Orcas Island Community Foundation has a new place to call home thanks to a living legacy donation by Bob and Carolyn Volk.
“We facilitate about $2 million a year in grants. So we’re busy, and it’s nice to have the space to be able to get all that work done,” said OICF Executive Director Hilary Canty. “Plus we’re really excited; we have about 15 community organizations that use our meeting room right now in the other building. It’s a much smaller space. So this will allow for classes, it will allow for workshops, board meetings, so we’re really excited about that.”

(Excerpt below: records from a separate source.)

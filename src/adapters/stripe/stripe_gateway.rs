//! Stripe payment gateway.
//!
//! Implements the `PaymentGateway` port against the Stripe REST API.
//!
//! # Security
//!
//! - HMAC-SHA256 signature verification with constant-time comparison
//! - Timestamp validation (5-minute window) for replay attack prevention
//! - Secrets handled via `secrecy::SecretString`
//!
//! # Retries
//!
//! Customer lookup and subscription retrieval are retried with backoff.
//! Everything that changes Stripe state is sent once with an `Idempotency-Key`.
//!
//! ```ignore
//! let config = StripeConfig::new(api_key, webhook_secret);
//! let gateway = StripeGateway::new(config)?;
//! ```

use std::time::Duration;

use async_trait::async_trait;
use reqwest::{RequestBuilder, Response, StatusCode};
use secrecy::{ExposeSecret, SecretString};
use serde::de::DeserializeOwned;

use crate::domain::subscription::{ProviderEvent, WebhookError};
use crate::ports::{
    CheckoutSession, CreateCheckoutRequest, Customer, GatewayError, GatewayErrorCode,
    ModifySubscriptionRequest, PaymentGateway, ProviderSubscription,
};

use super::retry::{retry_with_backoff, RetryPolicy};
use super::webhook_types::{
    verify_signature, StripeCheckoutSession, StripeCustomer, StripeErrorResponse, StripeList,
    StripeSubscription,
};

const IDEMPOTENCY_HEADER: &str = "Idempotency-Key";

/// Stripe API configuration.
#[derive(Clone)]
pub struct StripeConfig {
    /// Stripe secret API key (sk_live_... or sk_test_...).
    api_key: SecretString,

    /// Webhook signing secret (whsec_...).
    webhook_secret: SecretString,

    /// Base URL for Stripe API (default: https://api.stripe.com).
    api_base_url: String,

    /// Whether test-mode events are refused.
    require_livemode: bool,

    /// Per-request timeout.
    timeout: Duration,

    /// Backoff for read-only calls.
    retry: RetryPolicy,
}

impl StripeConfig {
    pub fn new(api_key: impl Into<String>, webhook_secret: impl Into<String>) -> Self {
        Self {
            api_key: SecretString::new(api_key.into()),
            webhook_secret: SecretString::new(webhook_secret.into()),
            api_base_url: "https://api.stripe.com".to_string(),
            require_livemode: false,
            timeout: Duration::from_secs(10),
            retry: RetryPolicy::default(),
        }
    }

    /// Set a custom API base URL (for testing).
    pub fn with_base_url(mut self, url: impl Into<String>) -> Self {
        self.api_base_url = url.into().trim_end_matches('/').to_string();
        self
    }

    /// Require livemode events in production.
    pub fn with_require_livemode(mut self, require: bool) -> Self {
        self.require_livemode = require;
        self
    }

    pub fn with_timeout(mut self, timeout: Duration) -> Self {
        self.timeout = timeout;
        self
    }

    pub fn with_retry(mut self, retry: RetryPolicy) -> Self {
        self.retry = retry;
        self
    }
}

impl std::fmt::Debug for StripeConfig {
    fn fmt(&self, f: &mut std::fmt::Formatter<'_>) -> std::fmt::Result {
        f.debug_struct("StripeConfig")
            .field("api_base_url", &self.api_base_url)
            .field("require_livemode", &self.require_livemode)
            .field("timeout", &self.timeout)
            .finish_non_exhaustive()
    }
}

/// Stripe implementation of `PaymentGateway`.
pub struct StripeGateway {
    config: StripeConfig,
    http_client: reqwest::Client,
}

impl StripeGateway {
    pub fn new(config: StripeConfig) -> Result<Self, GatewayError> {
        let http_client = reqwest::Client::builder()
            .timeout(config.timeout)
            .build()
            .map_err(|e| GatewayError::provider(format!("Failed to build HTTP client: {}", e)))?;

        Ok(Self {
            config,
            http_client,
        })
    }

    fn url(&self, path: &str) -> String {
        format!("{}{}", self.config.api_base_url, path)
    }

    fn authorized(&self, request: RequestBuilder) -> RequestBuilder {
        request.basic_auth(self.config.api_key.expose_secret(), Option::<&str>::None)
    }

    /// Send a request and turn any non-success status into a `GatewayError`.
    async fn send(&self, request: RequestBuilder) -> Result<Response, GatewayError> {
        let response = self
            .authorized(request)
            .send()
            .await
            .map_err(transport_error)?;

        if response.status().is_success() {
            Ok(response)
        } else {
            Err(error_from_response(response).await)
        }
    }

    async fn send_json<T: DeserializeOwned>(&self, request: RequestBuilder) -> Result<T, GatewayError> {
        let response = self.send(request).await?;
        response.json().await.map_err(|e| {
            GatewayError::provider(format!("Failed to parse Stripe response: {}", e))
        })
    }

    async fn list_customers_by_email(&self, email: &str) -> Result<Vec<StripeCustomer>, GatewayError> {
        let request = self
            .http_client
            .get(self.url("/v1/customers"))
            .query(&[("email", email), ("limit", "1")]);
        let list: StripeList<StripeCustomer> = self.send_json(request).await?;
        Ok(list.data)
    }

    async fn fetch_subscription(&self, subscription_id: &str) -> Result<StripeSubscription, GatewayError> {
        let request = self
            .http_client
            .get(self.url(&format!("/v1/subscriptions/{}", subscription_id)));
        self.send_json(request).await
    }
}

fn into_provider_subscription(sub: StripeSubscription) -> Result<ProviderSubscription, GatewayError> {
    ProviderSubscription::try_from(sub).map_err(GatewayError::provider)
}

/// Map a transport failure. A refused connection means nothing was sent; any
/// other failure may have happened after Stripe received the request.
fn transport_error(err: reqwest::Error) -> GatewayError {
    if err.is_connect() {
        GatewayError::network(err.to_string())
    } else if err.is_timeout() {
        GatewayError::timeout(format!("Stripe request timed out: {}", err))
    } else {
        GatewayError::timeout(format!("Stripe request failed: {}", err))
    }
}

fn error_code_for_status(status: StatusCode) -> GatewayErrorCode {
    match status {
        StatusCode::BAD_REQUEST | StatusCode::PAYMENT_REQUIRED | StatusCode::CONFLICT => {
            GatewayErrorCode::InvalidRequest
        }
        StatusCode::UNAUTHORIZED | StatusCode::FORBIDDEN => GatewayErrorCode::Authentication,
        StatusCode::NOT_FOUND => GatewayErrorCode::NotFound,
        StatusCode::TOO_MANY_REQUESTS => GatewayErrorCode::RateLimited,
        _ => GatewayErrorCode::ProviderError,
    }
}

async fn error_from_response(response: Response) -> GatewayError {
    let status = response.status();
    let body = response.text().await.unwrap_or_default();
    let code = error_code_for_status(status);

    let Ok(parsed) = serde_json::from_str::<StripeErrorResponse>(&body) else {
        return GatewayError::new(code, format!("Stripe API error ({}): {}", status, body));
    };

    let message = parsed
        .error
        .message
        .unwrap_or_else(|| format!("Stripe API error ({})", status));
    let error = GatewayError::new(code, message);
    match parsed.error.code.or(parsed.error.error_type) {
        Some(provider_code) => error.with_provider_code(provider_code),
        None => error,
    }
}

#[async_trait]
impl PaymentGateway for StripeGateway {
    async fn find_or_create_customer(
        &self,
        email: &str,
        name: &str,
    ) -> Result<Customer, GatewayError> {
        let existing = retry_with_backoff(
            &self.config.retry,
            || self.list_customers_by_email(email),
            |e: &GatewayError| e.retryable,
        )
        .await?;

        if let Some(customer) = existing.into_iter().find(|c| !c.deleted) {
            return Ok(Customer {
                id: customer.id,
                email: customer.email,
            });
        }

        let request = self
            .http_client
            .post(self.url("/v1/customers"))
            .header(IDEMPOTENCY_HEADER, uuid::Uuid::new_v4().to_string())
            .form(&[("email", email), ("name", name)]);
        let customer: StripeCustomer = self.send_json(request).await?;

        tracing::info!(customer_id = %customer.id, "Created Stripe customer");

        Ok(Customer {
            id: customer.id,
            email: customer.email,
        })
    }

    async fn retrieve_subscription(
        &self,
        subscription_id: &str,
    ) -> Result<ProviderSubscription, GatewayError> {
        let sub = retry_with_backoff(
            &self.config.retry,
            || self.fetch_subscription(subscription_id),
            |e: &GatewayError| e.retryable,
        )
        .await?;
        into_provider_subscription(sub)
    }

    async fn modify_subscription(
        &self,
        request: ModifySubscriptionRequest,
    ) -> Result<ProviderSubscription, GatewayError> {
        let params = [
            ("items[0][id]", request.item_id.as_str()),
            ("items[0][price]", request.new_price_id.as_str()),
            ("proration_behavior", "create_prorations"),
        ];

        let http_request = self
            .http_client
            .post(self.url(&format!("/v1/subscriptions/{}", request.subscription_id)))
            .header(IDEMPOTENCY_HEADER, &request.idempotency_key)
            .form(&params);
        let sub: StripeSubscription = self.send_json(http_request).await?;

        tracing::info!(
            subscription_id = %sub.id,
            price_id = %request.new_price_id,
            "Modified Stripe subscription"
        );

        into_provider_subscription(sub)
    }

    async fn cancel_subscription(
        &self,
        subscription_id: &str,
        idempotency_key: &str,
    ) -> Result<ProviderSubscription, GatewayError> {
        let request = self
            .http_client
            .delete(self.url(&format!("/v1/subscriptions/{}", subscription_id)))
            .header(IDEMPOTENCY_HEADER, idempotency_key);
        let sub: StripeSubscription = self.send_json(request).await?;

        tracing::info!(subscription_id = %sub.id, status = %sub.status, "Canceled Stripe subscription");

        into_provider_subscription(sub)
    }

    async fn create_checkout_session(
        &self,
        request: CreateCheckoutRequest,
    ) -> Result<CheckoutSession, GatewayError> {
        let mut params: Vec<(String, String)> = vec![
            ("mode".into(), "subscription".into()),
            ("customer".into(), request.customer_id),
            ("line_items[0][price]".into(), request.price_id),
            ("line_items[0][quantity]".into(), "1".into()),
            ("success_url".into(), request.success_url),
            ("cancel_url".into(), request.cancel_url),
        ];

        let mut metadata: Vec<_> = request.metadata.into_iter().collect();
        metadata.sort();
        for (key, value) in metadata {
            params.push((format!("metadata[{}]", key), value.clone()));
            params.push((format!("subscription_data[metadata][{}]", key), value));
        }

        let http_request = self
            .http_client
            .post(self.url("/v1/checkout/sessions"))
            .header(IDEMPOTENCY_HEADER, &request.idempotency_key)
            .form(&params);
        let session: StripeCheckoutSession = self.send_json(http_request).await?;

        let url = session.url.ok_or_else(|| {
            GatewayError::provider(format!("Checkout session {} has no URL", session.id))
        })?;

        Ok(CheckoutSession {
            id: session.id,
            url,
        })
    }

    async fn verify_webhook(
        &self,
        payload: &[u8],
        signature: &str,
    ) -> Result<ProviderEvent, WebhookError> {
        verify_signature(
            &self.config.webhook_secret,
            payload,
            signature,
            chrono::Utc::now().timestamp(),
        )?;

        let event: ProviderEvent = serde_json::from_slice(payload).map_err(|e| {
            tracing::warn!(error = %e, "Failed to parse webhook payload");
            WebhookError::ParseError(format!("Invalid JSON: {}", e))
        })?;

        if self.config.require_livemode && !event.livemode {
            tracing::warn!(event_id = %event.id, "Rejected test mode event in production");
            return Err(WebhookError::Ignored(
                "test mode events are not accepted".to_string(),
            ));
        }

        tracing::info!(
            event_id = %event.id,
            event_type = %event.event_type,
            "Webhook signature verified"
        );

        Ok(event)
    }
}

The Orcas Food Co-op’s administrative office will be moving into the foundation’s old location, which is
A long rectangular building that stair-steps down the hill along the eastern side of Urner Street in Eastsound was donated to OICF by the Volks in December 2017. After a full remodel done over the past few months, the space will now house the foundation’s offices as well as two mental health providers and a chiropractor office.
“We have three units that we’re renting, so we’re actually going to get a monthly return,” Canty said. “So not only are we not paying rent, but we will be generating some income, which is pretty phenomenal.”
Entering the new office takes you to a foyer, and to your right is a small meeting room with donated furniture to host smaller gatherings. A bathroom and a kitchen lie ahead, and a left will take you into the staff offices.
“We’re excited to have people come by and take a look. We see it as, really, an asset for the whole community,” Canty said. “It’s pretty remarkable to have this piece of property in Eastsound at this point being dedicated to community service. It’s pretty remarkable and nothing we could have afforded to do. And we think it looks really good.”
Down the hall, past the offices, is the larger meeting room called the Volk Family Meeting Room to honor the building’s donors.
Canty views the move as a way of coming full circle. When she first began working for OICF 2007, her office was in the Urner Street building, but it was dark and dreary and had an eternal puddle located near the door, she said.
“It was not my favorite place, and we were really happy to move over to Patty Miller’s building,” Canty said. “But, now that we’ve reclaimed it and upgraded it, I feel really quite grateful for such a gift.”
With money from Bob Henigson’s donation to the foundation, OICF was able to work with local contractor Ken Katz to install all new windows, heating systems, engineered bamboo flooring and paint. Henigson’s unrestricted donation of more than $1 million has gone to several community nonprofits, OICF-led trainings and more, with less than a quarter of the contribution put toward remodeling the office.
“Fortunately we had a been given a large legacy gift from Bob Henigson, so we had some unrestricted funds that allowed us to do the remodeling that was needed to bring it up to standard,” Canty said.
The foundation moved in on Friday, Sept. 21, while the chiropractor office has been in full swing, and the other two offices are waiting for their new tenants.
“With Bob Henigson’s legacy, the library got expanded, April’s Grove is getting built, the Funhouse got remodeled, this got remodeled,” Canty said. “The ripple of that, not only in the nonprofit community but also in the business community – the number of people who have been put to work is pretty remarkable in the trades and construction. I think that’s a pretty exciting thing.”